-- Activity --
An exact copy of every record is the expected answer.

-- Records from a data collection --
◆ ◆ ◆ ◆ ◆

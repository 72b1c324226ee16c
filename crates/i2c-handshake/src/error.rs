use core::fmt;

use crate::driver::{CompletionEvent, Direction, Role};
use crate::responder::SlaveState;
use crate::sequencer::Phase;

/// Programming errors caught before the cooperative loop starts.
#[derive(Debug, Clone, Copy, PartialEq, Eq)]
#[cfg_attr(feature = "defmt", derive(defmt::Format))]
pub enum ConfigError {
    /// The master sends a different number of bytes than the slave expects.
    RequestLengthMismatch { master_send: usize, slave_receive: usize },
    /// The slave sends a different number of bytes than the master expects.
    ResponseLengthMismatch { slave_send: usize, master_receive: usize },
    /// A message length of zero was configured.
    ZeroLength,
    /// A message does not fit the buffer reserved for it.
    ExceedsCapacity { length: usize, capacity: usize },
    /// A payload differs in length from the configured message length.
    PayloadLength { expected: usize, actual: usize },
    /// The slave address does not fit in 7 bits.
    InvalidAddress(u8),
}

impl fmt::Display for ConfigError {
    fn fmt(&self, f: &mut fmt::Formatter<'_>) -> fmt::Result {
        match self {
            ConfigError::RequestLengthMismatch { master_send, slave_receive } => {
                write!(
                    f,
                    "master sends {} bytes but slave receives {}",
                    master_send, slave_receive
                )
            }
            ConfigError::ResponseLengthMismatch { slave_send, master_receive } => {
                write!(
                    f,
                    "slave sends {} bytes but master receives {}",
                    slave_send, master_receive
                )
            }
            ConfigError::ZeroLength => write!(f, "message length must be non-zero"),
            ConfigError::ExceedsCapacity { length, capacity } => {
                write!(
                    f,
                    "message of {} bytes exceeds buffer capacity {}",
                    length, capacity
                )
            }
            ConfigError::PayloadLength { expected, actual } => {
                write!(
                    f,
                    "payload is {} bytes, configured length is {}",
                    actual, expected
                )
            }
            ConfigError::InvalidAddress(addr) => {
                write!(f, "address {:#04x} is not a 7-bit address", addr)
            }
        }
    }
}

/// A completion that the exchange was not waiting for.
#[derive(Debug, Clone, Copy, PartialEq, Eq)]
#[cfg_attr(feature = "defmt", derive(defmt::Format))]
pub enum ProtocolViolation {
    /// The master side saw a completion its current phase does not expect.
    UnexpectedCompletion { phase: Phase, event: CompletionEvent },
    /// The slave side saw a completion its current state does not expect.
    UnexpectedSlaveCompletion { state: SlaveState, direction: Direction },
    /// A completion fired again before the previous one was consumed.
    DoubleCompletion(CompletionEvent),
    /// A receive finished with a different byte count than configured.
    ReceivedLength { role: Role, expected: usize, actual: usize },
}

impl fmt::Display for ProtocolViolation {
    fn fmt(&self, f: &mut fmt::Formatter<'_>) -> fmt::Result {
        match self {
            ProtocolViolation::UnexpectedCompletion { phase, event } => {
                write!(f, "unexpected {:?} completion in phase {:?}", event, phase)
            }
            ProtocolViolation::UnexpectedSlaveCompletion { state, direction } => {
                write!(
                    f,
                    "unexpected slave {:?} completion in state {:?}",
                    direction, state
                )
            }
            ProtocolViolation::DoubleCompletion(event) => {
                write!(f, "{:?} completed twice without being consumed", event)
            }
            ProtocolViolation::ReceivedLength { role, expected, actual } => {
                write!(
                    f,
                    "{:?} received {} bytes, expected {}",
                    role, actual, expected
                )
            }
        }
    }
}

/// Errors surfaced by the handshake. All of them are fatal.
#[derive(Debug, Clone, Copy, PartialEq, Eq)]
#[cfg_attr(feature = "defmt", derive(defmt::Format))]
pub enum HandshakeError<E: fmt::Debug> {
    /// The bus driver refused to start a transfer.
    Bus(E),
    /// The `Role` side raised a fault from callback context: a transport
    /// error (NACK, arbitration loss, bus timeout) or a slave-side failure.
    Peripheral(Role),
    /// The completion sequence broke the request/response alternation.
    Protocol(ProtocolViolation),
    /// An `Await*` phase outlived the configured watchdog.
    Timeout(Phase),
    /// A fatal error was already reported; state is frozen.
    Halted,
}

impl<E: fmt::Debug> fmt::Display for HandshakeError<E> {
    fn fmt(&self, f: &mut fmt::Formatter<'_>) -> fmt::Result {
        match self {
            HandshakeError::Bus(err) => write!(f, "bus driver error: {:?}", err),
            HandshakeError::Peripheral(role) => {
                write!(f, "{:?} peripheral raised a fault", role)
            }
            HandshakeError::Protocol(violation) => {
                write!(f, "protocol violation: {}", violation)
            }
            HandshakeError::Timeout(phase) => {
                write!(f, "watchdog expired in phase {:?}", phase)
            }
            HandshakeError::Halted => write!(f, "handshake is halted"),
        }
    }
}

impl<E: fmt::Debug> From<ProtocolViolation> for HandshakeError<E> {
    fn from(violation: ProtocolViolation) -> Self {
        HandshakeError::Protocol(violation)
    }
}

/// The first fatal condition, latched for inspection after a halt.
#[derive(Debug, Clone, Copy, PartialEq, Eq)]
#[cfg_attr(feature = "defmt", derive(defmt::Format))]
pub enum Fault {
    /// A `begin_*` or `finish_receive` call failed for this role.
    Bus(Role),
    Peripheral(Role),
    Protocol(ProtocolViolation),
    Timeout(Phase),
}

impl Fault {
    /// Latch `err` on behalf of `role`. `Halted` carries nothing new.
    pub(crate) fn latch<E: fmt::Debug>(
        role: Role,
        err: &HandshakeError<E>,
    ) -> Option<Self> {
        match err {
            HandshakeError::Bus(_) => Some(Fault::Bus(role)),
            HandshakeError::Peripheral(role) => Some(Fault::Peripheral(*role)),
            HandshakeError::Protocol(violation) => Some(Fault::Protocol(*violation)),
            HandshakeError::Timeout(phase) => Some(Fault::Timeout(*phase)),
            HandshakeError::Halted => None,
        }
    }
}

◆ ◆ ◆ ◆ ◆

-- Response box --
repository 72b1c324226ee16c
filename crates/i2c-handshake/src/error.rs
use core::fmt;

use crate::driver::{CompletionEvent, Direction, Role};
use crate::responder::SlaveState;
use crate::sequencer::Phase;

/// Programming errors caught before the cooperative loop starts.
#[derive(Debug, Clone, Copy, PartialEq, Eq)]
#[cfg_attr(feature = "defmt", derive(defmt::Format))]
pub enum ConfigError {
    /// The master sends a different number of bytes than the slave expects.
    RequestLengthMismatch { master_send: usize, slave_receive: usize },
    /// The slave sends a different number of bytes than the master expects.
    ResponseLengthMismatch { slave_send: usize, master_receive: usize },
    /// A message length of zero was configured.
    ZeroLength,
    /// A message does not fit the buffer reserved for it.
    ExceedsCapacity { length: usize, capacity: usize },
    /// A payload differs in length from the configured message length.
    PayloadLength { expected: usize, actual: usize },
    /// The slave address does not fit in 7 bits.
    InvalidAddress(u8),
}

impl fmt::Display for ConfigError {
    fn fmt(&self, f: &mut fmt::Formatter<'_>) -> fmt::Result {
        match self {
            ConfigError::RequestLengthMismatch { master_send, slave_receive } => {
                write!(
                    f,
                    "master sends {} bytes but slave receives {}",
                    master_send, slave_receive
                )
            }
            ConfigError::ResponseLengthMismatch { slave_send, master_receive } => {
                write!(
                    f,
                    "slave sends {} bytes but master receives {}",
                    slave_send, master_receive
                )
            }
            ConfigError::ZeroLength => write!(f, "message length must be non-zero"),
            ConfigError::ExceedsCapacity { length, capacity } => {
                write!(
                    f,
                    "message of {} bytes exceeds buffer capacity {}",
                    length, capacity
                )
            }
            ConfigError::PayloadLength { expected, actual } => {
                write!(
                    f,
                    "payload is {} bytes, configured length is {}",
                    actual, expected
                )
            }
            ConfigError::InvalidAddress(addr) => {
                write!(f, "address {:#04x} is not a 7-bit address", addr)
            }
        }
    }
}

/// A completion that the exchange was not waiting for.
#[derive(Debug, Clone, Copy, PartialEq, Eq)]
#[cfg_attr(feature = "defmt", derive(defmt::Format))]
pub enum ProtocolViolation {
    /// The master side saw a completion its current phase does not expect.
    UnexpectedCompletion { phase: Phase, event: CompletionEvent },
    /// The slave side saw a completion its current state does not expect.
    UnexpectedSlaveCompletion { state: SlaveState, direction: Direction },
    /// A completion fired again before the previous one was consumed.
    DoubleCompletion(CompletionEvent),
    /// A receive finished with a different byte count than configured.
    ReceivedLength { role: Role, expected: usize, actual: usize },
}

impl fmt::Display for ProtocolViolation {
    fn fmt(&self, f: &mut fmt::Formatter<'_>) -> fmt::Result {
        match self {
            ProtocolViolation::UnexpectedCompletion { phase, event } => {
                write!(f, "unexpected {:?} completion in phase {:?}", event, phase)
            }
            ProtocolViolation::UnexpectedSlaveCompletion { state, direction } => {
                write!(
                    f,
                    "unexpected slave {:?} completion in state {:?}",
                    direction, state
                )
            }
            ProtocolViolation::DoubleCompletion(event) => {
                write!(f, "{:?} completed twice without being consumed", event)
            }
            ProtocolViolation::ReceivedLength { role, expected, actual } => {
                write!(
                    f,
                    "{:?} received {} bytes, expected {}",
                    role, actual, expected
                )
            }
        }
    }
}

/// Errors surfaced by the handshake. All of them are fatal.
#[derive(Debug, Clone, Copy, PartialEq, Eq)]
#[cfg_attr(feature = "defmt", derive(defmt::Format))]
pub enum HandshakeError<E: fmt::Debug> {
    /// The bus driver refused to start a transfer.
    Bus(E),
    /// The `Role` side raised a fault from callback context: a transport
    /// error (NACK, arbitration loss, bus timeout) or a slave-side failure.
    Peripheral(Role),
    /// The completion sequence broke the request/response alternation.
    Protocol(ProtocolViolation),
    /// An `Await*` phase outlived the configured watchdog.
    Timeout(Phase),
    /// A fatal error was already reported; state is frozen.
    Halted,
}

impl<E: fmt::Debug> fmt::Display for HandshakeError<E> {
    fn fmt(&self, f: &mut fmt::Formatter<'_>) -> fmt::Result {
        match self {
            HandshakeError::Bus(err) => write!(f, "bus driver error: {:?}", err),
            HandshakeError::Peripheral(role) => {
                write!(f, "{:?} peripheral raised a fault", role)
            }
            HandshakeError::Protocol(violation) => {
                write!(f, "protocol violation: {}", violation)
            }
            HandshakeError::Timeout(phase) => {
                write!(f, "watchdog expired in phase {:?}", phase)
            }
            HandshakeError::Halted => write!(f, "handshake is halted"),
        }
    }
}

impl<E: fmt::Debug> From<ProtocolViolation> for HandshakeError<E> {
    fn from(violation: ProtocolViolation) -> Self {
        HandshakeError::Protocol(violation)
    }
}

/// The first fatal condition, latched for inspection after a halt.
#[derive(Debug, Clone, Copy, PartialEq, Eq)]
#[cfg_attr(feature = "defmt", derive(defmt::Format))]
pub enum Fault {
    /// A `begin_*` or `finish_receive` call failed for this role.
    Bus(Role),
    Peripheral(Role),
    Protocol(ProtocolViolation),
    Timeout(Phase),
}

impl Fault {
    /// Latch `err` on behalf of `role`. `Halted` carries nothing new.
    pub(crate) fn latch<E: fmt::Debug>(
        role: Role,
        err: &HandshakeError<E>,
    ) -> Option<Self> {
        match err {
            HandshakeError::Bus(_) => Some(Fault::Bus(role)),
            HandshakeError::Peripheral(role) => Some(Fault::Peripheral(*role)),
            HandshakeError::Protocol(violation) => Some(Fault::Protocol(*violation)),
            HandshakeError::Timeout(phase) => Some(Fault::Timeout(*phase)),
            HandshakeError::Halted => None,
        }
    }
}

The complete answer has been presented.